1. What encouraged you to apply to Johns Hopkins SAIS?
As the top graduate school for international relations studies, it is an easy choice to apply to SAIS for anyone interested in this field. In my undergrad school, where I studied public policy, most students majored in international relations. Studying with them exposed me to the relevant theories and research in IR. I was obsessed with the development topics in IPE/IDEV, in which SAIS leads.
 
2. What program are you in and what do you hope to gain from it?
As a MAIR student, my functional focus area is States, Markets, and Institutions and regional focus is China. The functional focus inherits the previous IPE tradition that offers systematic training on thinking about international affairs. By studying both the analytical toolbox and frontier topics, I hope to be able to capture the key features and trends in the globe with more and more uncertainty.
 
3. What were you doing before attending the school?
Prior to SAIS, I studied public management and policy at Fudan University. During my undergraduate years, I worked as a research assistant in several projects, including a survey about political trust and bureaucratic organization behavior during China's Targeted Poverty Alleviation Campaign and studies about local governments' digital government transition. After graduation, I interned at UNICEF China, where I worked on promoting STEM education in China and facilitating the development of vocational education with the Ministry of Education, helping new national education policy pilots through empirical research and fieldwork.
 
4. What have been your favorite classes/experiences so far?

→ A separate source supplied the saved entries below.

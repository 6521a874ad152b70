//! Bulk Release Scanner
//!
//! Reads release names (one per line) from a file or stdin, parses them
//! concurrently and prints one JSON document per line. Lines carry their
//! assignment id so downstream consumers can restore input order.

use std::fs::File;
use std::io::{self, BufRead, BufReader, Write};
use std::path::PathBuf;

use anyhow::{Context, Result, bail};
use clap::Parser;
use kiriwake::{CancelToken, Release, ReleaseScanner, TagParser, taginfo};
use serde::Serialize;
use tracing::info;

/// CLI arguments
#[derive(Parser)]
#[command(name = "release-scan")]
#[command(about = "Parse release names in bulk, emitting JSON lines")]
#[command(version)]
struct Cli {
    /// Input file with one release name per line (defaults to stdin)
    input: Option<PathBuf>,

    /// Number of parser workers (defaults to the CPU count)
    #[arg(short, long)]
    workers: Option<usize>,

    /// Extra tag registry CSV merged over the embedded one
    #[arg(short, long)]
    registry: Option<PathBuf>,

    /// Pretty-print each JSON document
    #[arg(long)]
    pretty: bool,
}

#[derive(Serialize)]
struct ScanOutput {
    id: u64,
    input: String,
    release: Release,
}

fn main() -> Result<()> {
    tracing_subscriber::fmt()
        .with_env_filter(
            tracing_subscriber::EnvFilter::try_from_default_env()
                .unwrap_or_else(|_| "info".into()),
        )
        .with_writer(io::stderr)
        .init();

    let cli = Cli::parse();

    let infos = match &cli.registry {
        Some(path) => {
            let extra = taginfo::load_file(path)
                .with_context(|| format!("loading registry {}", path.display()))?;
            taginfo::all(&[extra])?
        }
        None => taginfo::all(&[])?,
    };
    let parser = TagParser::new(infos).context("building parser")?;
    let scanner = match cli.workers {
        Some(workers) => ReleaseScanner::with_workers(parser, workers),
        None => ReleaseScanner::new(parser),
    };
    info!(workers = scanner.workers(), "scanning");

    let reader: Box<dyn BufRead + Send> = match &cli.input {
        Some(path) => Box::new(BufReader::new(
            File::open(path).with_context(|| format!("opening {}", path.display()))?,
        )),
        None => Box::new(BufReader::new(io::stdin())),
    };

    let cancel = CancelToken::new();
    let mut stream = scanner.scan_reader(reader, cancel);
    let stdout = io::stdout();
    let mut out = stdout.lock();
    let mut count = 0u64;
    for scan in &mut stream {
        let doc = ScanOutput {
            id: scan.id,
            input: scan.line,
            release: scan.release,
        };
        let json = if cli.pretty {
            serde_json::to_string_pretty(&doc)?
        } else {
            serde_json::to_string(&doc)?
        };
        writeln!(out, "{json}")?;
        count += 1;
    }
    info!(count, "done");

    let errors = stream.errors();
    if !errors.is_empty() {
        for err in &errors {
            eprintln!("error: {err}");
        }
        bail!("{} line(s) failed", errors.len());
    }
    Ok(())
}
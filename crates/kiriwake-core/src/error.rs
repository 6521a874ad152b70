use thiserror::Error;

/// Errors that can occur while constructing a parser or loading a tag
/// registry.
///
/// Parsing itself never fails: any byte sequence produces a [`Release`],
/// possibly with an unknown type. The only fallible operations are registry
/// loading (fatal to parser construction) and the concurrent scanner.
///
/// [`Release`]: crate::types::Release
#[derive(Debug, Error)]
pub enum KiriwakeError {
    /// The registry CSV contained no rows at all.
    #[error("empty csv")]
    EmptyCsv,

    /// The registry CSV header row is missing or does not match the
    /// mandatory `Type,Tag,Title,Regexp,Other,ReleaseType,TypeExclusive`.
    #[error("line 1: must have csv headers Type, Tag, Title, Regexp, Other, ReleaseType, TypeExclusive")]
    InvalidHeader,

    /// A registry CSV row has the wrong number of columns.
    #[error("line {line}: must have {expected} columns, got {got}")]
    InvalidColumns {
        /// 1-based CSV line number.
        line: usize,
        /// Expected column count.
        expected: usize,
        /// Column count found on the line.
        got: usize,
    },

    /// A registry row is missing its canonical tag text.
    #[error("line {line}: must define tag")]
    MissingTag {
        /// 1-based CSV line number.
        line: usize,
    },

    /// A (category, tag) pair occurred more than once.
    #[error("line {line}: type {category:?} with tag {tag:?} previously defined on line {prev}")]
    DuplicateTag {
        /// 1-based CSV line number of the repeated definition.
        line: usize,
        /// 1-based CSV line number of the first definition.
        prev: usize,
        /// Registry category key.
        category: String,
        /// Canonical tag text.
        tag: String,
    },

    /// A registry row names a release type outside the known set.
    #[error("line {line}: invalid release type {value:?}")]
    InvalidReleaseType {
        /// 1-based CSV line number.
        line: usize,
        /// The offending value.
        value: String,
    },

    /// A registry row's alternate pattern failed to compile.
    #[error("line {line}: tag {tag:?} has invalid regexp {pattern:?}")]
    InvalidPattern {
        /// 1-based CSV line number.
        line: usize,
        /// Canonical tag text of the row.
        tag: String,
        /// The pattern that failed to compile.
        pattern: String,
    },

    /// An unquoted CSV field contained a stray quote, or a quoted field was
    /// left unterminated.
    #[error("line {line}: malformed csv field")]
    MalformedCsv {
        /// 1-based CSV line number.
        line: usize,
    },

    /// A lexer or helper pattern failed to compile (should not happen with
    /// the built-in patterns).
    #[error("regex compilation error: {0}")]
    Regex(#[from] regex::Error),

    /// Reading a registry file from disk failed.
    #[error("{file}: {source}")]
    RegistryIo {
        /// Base name of the file that could not be read.
        file: String,
        /// Underlying I/O error.
        #[source]
        source: std::io::Error,
    },
}

/// Result type alias for kiriwake operations.
pub type Result<T> = std::result::Result<T, KiriwakeError>;

#[cfg(test)]
mod tests {
    use super::*;

    #[test]
    fn error_display_carries_line_numbers() {
        let err = KiriwakeError::DuplicateTag {
            line: 12,
            prev: 4,
            category: "source".into(),
            tag: "WEB-DL".into(),
        };
        let s = err.to_string();
        assert!(s.contains("line 12"));
        assert!(s.contains("line 4"));
        assert!(s.contains("WEB-DL"));
    }

    #[test]
    fn error_is_send_sync() {
        fn assert_send_sync<T: Send + Sync>() {}
        assert_send_sync::<KiriwakeError>();
    }
}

My favorite class so far is Contemporary Chinese Politics by Prof. Andrew Mertha. He said at the beginning of the course that no matter how much you know about China, you will gain new knowledge in this class, and that is indeed true. Here's an interesting thing about this course. I found a case about policymaking and Implementation in China familiar to me in the reading material. The case was the involvement of multiple interest groups in developing hydropower in the Nujiang River, a topic I had written a report on before studying at SAIS. I then checked out that report and found that I had already cited Prof. Mertha's comments on the case without noticing. Why didn't I recognize him immediately? It turns out that on the material I cited is his Chinese name, Mao Xuefeng (毛学峰).
 
5. As a first year, what are some things you are looking forward to?
SAIS has a great atmosphere and resources for China studies and IPE and passionate and creative students. As a first-year student, I look forward to working on student-run publications, such as the SAIS China Studies review, to communicate and learn from students with similar interests.
 
6. What do you hope to do with your degree after you graduate?
After I graduate, I plan to pursue a doctoral degree before starting my career in international organization or think tank. I will be working on the research and practice of international development and poverty reduction.